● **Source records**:
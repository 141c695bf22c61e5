pub mod fair_odds;
pub mod odds;
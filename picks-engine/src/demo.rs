use chrono::{DateTime, Duration, Utc};
use odds_processor::types::{Game, League};

/// Static NFL slate used when the feed is unavailable. Kickoffs are placed a
/// few days after `now` so the page never shows games already played.
pub fn demo_games(now: DateTime<Utc>) -> Vec<Game> {
    let game = |away: &str, home: &str, spread: f64, total: f64, away_ml: i32, home_ml: i32, days: i64| Game {
        league: League::Nfl,
        away_team: away.to_string(),
        home_team: home.to_string(),
        commence_time: now + Duration::days(days),
        spread,
        home_spread_price: Some(-110),
        away_spread_price: Some(-110),
        total,
        away_ml: Some(away_ml),
        home_ml: Some(home_ml),
    };

    vec![
        game("Kansas City Chiefs", "Buffalo Bills", -2.5, 51.5, 110, -130, 4),
        game("Baltimore Ravens", "Dallas Cowboys", 3.5, 49.5, -165, 140, 4),
        game("Green Bay Packers", "Chicago Bears", 4.0, 44.5, -180, 155, 5),
    ]
}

● **WHAT THIS TASK INVOLVES**: If a line in the records above contains "DateTime", copy that line.

● **TASK RESPONSE**:
use chrono::{DateTime, Duration, Utc};
pub fn demo_games(now: DateTime<Utc>) -> Vec<Game> {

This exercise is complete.